I segreti di Pompei a Berlino: in laboratorio ecco lo scheletro di un abitante

Sarà maschio o femmina? Sarà un ricco o uno schiavo? Sono interrogativi ai quali solo gli studi approfonditi possono dare una risposta

 

 

di Susy Malafronte

 

Pompei, Regio V, «ecco i volti dei nuovi scavi». Lo scheletro di un abitante della Pompei romana in laboratorio. Sarà maschio o femmina? Sarà un ricco o uno schiavo? Potrebbe essere, anche, un commerciante straniero giunto a Pompei per concludere degli affari trovando, invece, a morte. Sono interrogativi ai quali solo gli studi approfonditi – effettuati presso il laboratorio di ricerche – del Parco Archeologico possono dare una risposta.
Le immagini «top secret» del laboratorio sono state scattate, puntualmente, dal direttore generale del Parco Archeologico Massimo Osanna. Ed è per questo suo innovativo progetto di divulgazione social della cultura, nonché del metodo di conservazione e ricerca della città archeologica che Pompei sale sulla cattedra del mondo per dare lezioni. Così il 9 ottobre l’Ambasciata d’Italia a Berlino aprirà le porte all’evento «Pompei tra conservazione e ricerca».
Preservare un «museo a cielo aperto» come Pompei, uno dei siti Unesco più celebri, unico per dimensioni e per la straordinaria importanza, rappresenta oggi più che mai un’enorme sfida sia per la conservazione che per la valorizzazione del patrimonio archeologico.
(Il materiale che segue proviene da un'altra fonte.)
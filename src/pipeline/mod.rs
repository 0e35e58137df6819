// Data pipeline: raw ingestion, per-snapshot ETL and the batch drivers

use std::sync::atomic::{AtomicBool, Ordering};
use std::sync::Arc;
use std::time::Duration;
use tokio::time::Instant;

pub mod etl;
pub mod ingestion;
pub mod monitor;
pub mod orchestrator;
pub mod processing;

const SHUTDOWN_POLL: Duration = Duration::from_millis(250);

/// Cooperative interrupt flag, checked only at entity/file boundaries.
#[derive(Debug, Clone, Default)]
pub struct Shutdown(Arc<AtomicBool>);

impl Shutdown {
    pub fn new() -> Self {
        Self::default()
    }

    pub fn trigger(&self) {
        self.0.store(true, Ordering::SeqCst);
    }

    pub fn is_requested(&self) -> bool {
        self.0.load(Ordering::SeqCst)
    }

    /// Sleep for `duration`, waking early once an interrupt is requested.
    /// Returns `false` when the sleep was cut short.
    pub async fn sleep(&self, duration: Duration) -> bool {
        let deadline = Instant::now() + duration;
        while !self.is_requested() {
            let now = Instant::now();
            if now >= deadline {
                return true;
            }
            tokio::time::sleep((deadline - now).min(SHUTDOWN_POLL)).await;
        }
        false
    }
}

#[cfg(test)]
mod tests {
    use super::*;

    #[tokio::test(start_paused = true)]
    async fn sleep_runs_to_the_deadline() {
        let start = Instant::now();
        assert!(Shutdown::new().sleep(Duration::from_secs(90)).await);
        assert!(start.elapsed() >= Duration::from_secs(90));
    }

    #[tokio::test(start_paused = true)]
    async fn sleep_wakes_on_interrupt() {
        let shutdown = Shutdown::new();
        let trigger = shutdown.clone();
        tokio::spawn(async move {
            tokio::time::sleep(Duration::from_secs(2)).await;
            trigger.trigger();
        });
        let start = Instant::now();

        assert!(!shutdown.sleep(Duration::from_secs(3600)).await);
        assert!(start.elapsed() < Duration::from_secs(3));
    }
}
use serde::Serialize;
use std::path::{Path, PathBuf};
use std::sync::Arc;
use std::time::Instant;
use tracing::{error, info, warn};

use crate::error::Result;
use crate::metrics::EtlMetrics;
use crate::pipeline::etl::{EtlPipeline, EtlResult};
use crate::pipeline::ingestion::snapshot_store::list_snapshot_files;
use crate::pipeline::processing::enrich::EnrichmentSummary;
use crate::pipeline::processing::extract::check_loadable;
use crate::pipeline::Shutdown;
use crate::storage::{EtlHealth, Storage};

#[derive(Debug, Clone, Copy, PartialEq, Eq, Serialize)]
#[serde(rename_all = "snake_case")]
pub enum BatchMode {
    /// Stop after the first successfully processed file
    FirstSuccess,
    ProcessAll,
}

#[derive(Debug, Clone, Default)]
pub struct Discovery {
    pub valid: Vec<PathBuf>,
    pub skipped: Vec<(PathBuf, String)>,
}

#[derive(Debug, Clone, Copy, PartialEq, Eq, Serialize)]
#[serde(rename_all = "snake_case")]
pub enum EtlBatchStatus {
    Completed,
    NoFilesFound,
    Interrupted,
}

#[derive(Debug, Clone, PartialEq, Serialize)]
pub struct EtlBatchReport {
    pub status: EtlBatchStatus,
    pub mode: BatchMode,
    pub files_discovered: usize,
    pub files_skipped: usize,
    pub total_files: usize,
    pub successes: usize,
    pub failures: usize,
    pub total_records_loaded: usize,
    /// successes / total_files × 100
    pub success_rate: f64,
    pub duration_secs: f64,
    pub results: Vec<EtlResult>,
    #[serde(skip_serializing_if = "Option::is_none")]
    pub enrichment: Option<EnrichmentSummary>,
}

/// Health of the processed store, or why it could not be read
#[derive(Debug, Clone, PartialEq, Serialize)]
#[serde(tag = "status", rename_all = "snake_case")]
pub enum EtlHealthReport {
    Available(EtlHealth),
    Unavailable { error: String },
}

/// Discovers snapshot files and drives the ETL pipeline over them, one file
/// at a time.
pub struct EtlOrchestrator {
    pipeline: EtlPipeline,
    storage: Arc<dyn Storage>,
    raw_dir: PathBuf,
    shutdown: Shutdown,
}

impl EtlOrchestrator {
    pub fn new(
        pipeline: EtlPipeline,
        storage: Arc<dyn Storage>,
        raw_dir: impl Into<PathBuf>,
    ) -> Self {
        Self {
            pipeline,
            storage,
            raw_dir: raw_dir.into(),
            shutdown: Shutdown::default(),
        }
    }

    pub fn with_shutdown(mut self, shutdown: Shutdown) -> Self {
        self.shutdown = shutdown;
        self
    }

    pub fn raw_dir(&self) -> &Path {
        &self.raw_dir
    }

    /// Candidate files in filename order; invalid ones are skipped with a
    /// warning.
    pub fn discover_snapshots(&self) -> Result<Discovery> {
        let mut discovery = Discovery::default();
        for path in list_snapshot_files(&self.raw_dir)? {
            match check_loadable(&path) {
                Ok(()) => discovery.valid.push(path),
                Err(reason) => {
                    warn!(file = %path.display(), %reason, "skipping snapshot");
                    EtlMetrics::record_skipped_file();
                    discovery.skipped.push((path, reason));
                }
            }
        }
        info!(
            valid = discovery.valid.len(),
            skipped = discovery.skipped.len(),
            dir = %self.raw_dir.display(),
            "snapshot discovery finished"
        );
        Ok(discovery)
    }

    pub async fn run_batch(&self, mode: BatchMode) -> Result<EtlBatchReport> {
        let clock = Instant::now();
        let discovery = self.discover_snapshots()?;
        let files_discovered = discovery.valid.len() + discovery.skipped.len();

        let mut results = Vec::new();
        let mut interrupted = false;
        for path in &discovery.valid {
            if self.shutdown.is_requested() {
                warn!("interrupt received, stopping before {}", path.display());
                interrupted = true;
                break;
            }
            let result = self.pipeline.run_for_snapshot(path).await;
            let stop = mode == BatchMode::FirstSuccess && result.is_success();
            results.push(result);
            if stop {
                break;
            }
        }

        let total_files = results.len();
        let successes = results.iter().filter(|r| r.is_success()).count();
        let status = if interrupted {
            EtlBatchStatus::Interrupted
        } else if discovery.valid.is_empty() {
            EtlBatchStatus::NoFilesFound
        } else {
            EtlBatchStatus::Completed
        };

        let enrichment = if interrupted || !self.pipeline.enrichment_enabled() {
            None
        } else {
            self.pipeline.run_enrichment().await
        };

        let report = EtlBatchReport {
            status,
            mode,
            files_discovered,
            files_skipped: discovery.skipped.len(),
            total_files,
            successes,
            failures: total_files - successes,
            total_records_loaded: results.iter().map(|r| r.records_loaded).sum(),
            success_rate: if total_files > 0 {
                successes as f64 / total_files as f64 * 100.0
            } else {
                0.0
            },
            duration_secs: clock.elapsed().as_secs_f64(),
            results,
            enrichment,
        };
        info!(
            status = ?report.status,
            total = report.total_files,
            successes = report.successes,
            failures = report.failures,
            loaded = report.total_records_loaded,
            "ETL batch finished"
        );
        Ok(report)
    }

    pub async fn health(&self) -> EtlHealthReport {
        match self.storage.etl_health().await {
            Ok(health) => EtlHealthReport::Available(health),
            Err(e) => {
                error!(error = %e, "ETL health query failed");
                EtlHealthReport::Unavailable {
                    error: e.to_string(),
                }
            }
        }
    }
}
//! Continuous collection: run one ingest+ETL cycle, wait, repeat until an
//! interrupt is requested.

use std::fmt::Display;
use std::future::Future;
use std::time::Duration;
use tracing::{error, info};

use super::Shutdown;

/// Run `cycle` every `interval` until `shutdown` is requested, returning the
/// number of cycles started. A failed cycle is logged and the loop waits for
/// the next one; an interrupt during a cycle lets it finish first.
pub async fn run_cycles<F, Fut, T, E>(
    interval: Duration,
    shutdown: &Shutdown,
    mut cycle: F,
) -> u64
where
    F: FnMut(u64) -> Fut,
    Fut: Future<Output = Result<T, E>>,
    E: Display,
{
    info!(interval_secs = interval.as_secs(), "starting continuous monitoring");
    let mut cycles = 0;
    while !shutdown.is_requested() {
        cycles += 1;
        info!(cycle = cycles, "monitoring cycle started");
        match cycle(cycles).await {
            Ok(_) => info!(cycle = cycles, "monitoring cycle finished"),
            Err(e) => error!(cycle = cycles, error = %e, "monitoring cycle failed"),
        }
        if shutdown.is_requested() {
            break;
        }
        info!(next_in_secs = interval.as_secs(), "waiting for next cycle");
        if !shutdown.sleep(interval).await {
            break;
        }
    }
    info!(cycles, "monitoring stopped");
    cycles
}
Si tratta di affrontare con un approccio del tutto innovativo le complesse problematiche connesse, con una visione d’insieme più ampia e multidisciplinare possibile. Osanna presenterà a Berlino il «Grande Progetto Pompei», l’ampio progetto finalizzato a fornire una nuova immagine della città vesuviana. Avviato nel 2012 con finanziamenti (europei e nazionali) pari a 105 milioni di euro, il progetto è stato prorogato fino al 2020. I risultati finora ottenuti hanno contribuito in maniera sostanziale al crescente successo di pubblico (3,5 milioni di visitatori nel 2017), grazie anche alla riapertura di 37 domus rimaste a lungo chiuse al pubblico, al cospicuo ampliamento della rete viaria urbana che ha reso accessibile gran parte del sito, e ai numerosi e spettacolari ritrovamenti.
Osanna è soprintendente dal 2014 e, successivamente direttore generale dal 2016 del Parco Archeologico di Pompei. In precedenza è stato professore di Archeologia classica e poi Direttore della Scuola di Specializzazione in Beni Archeologici, Università della Basilicata, Matera. Si è particolarmente distinto nell’ambito della ricerca archeologica dell’Italia meridionale. Tra il 2007 e il 2008 è stato Soprintendente per i Beni Archeologici della Basilicata. Nel corso della sua carriera è stato altresì ospite come professore di Archeologia classica presso l’Università di Heidelberg e all’École Normale Supérieure de Paris nonché borsista Alexander von Humboldt-Stipendium presso la Humboldt-Universität di Berlino.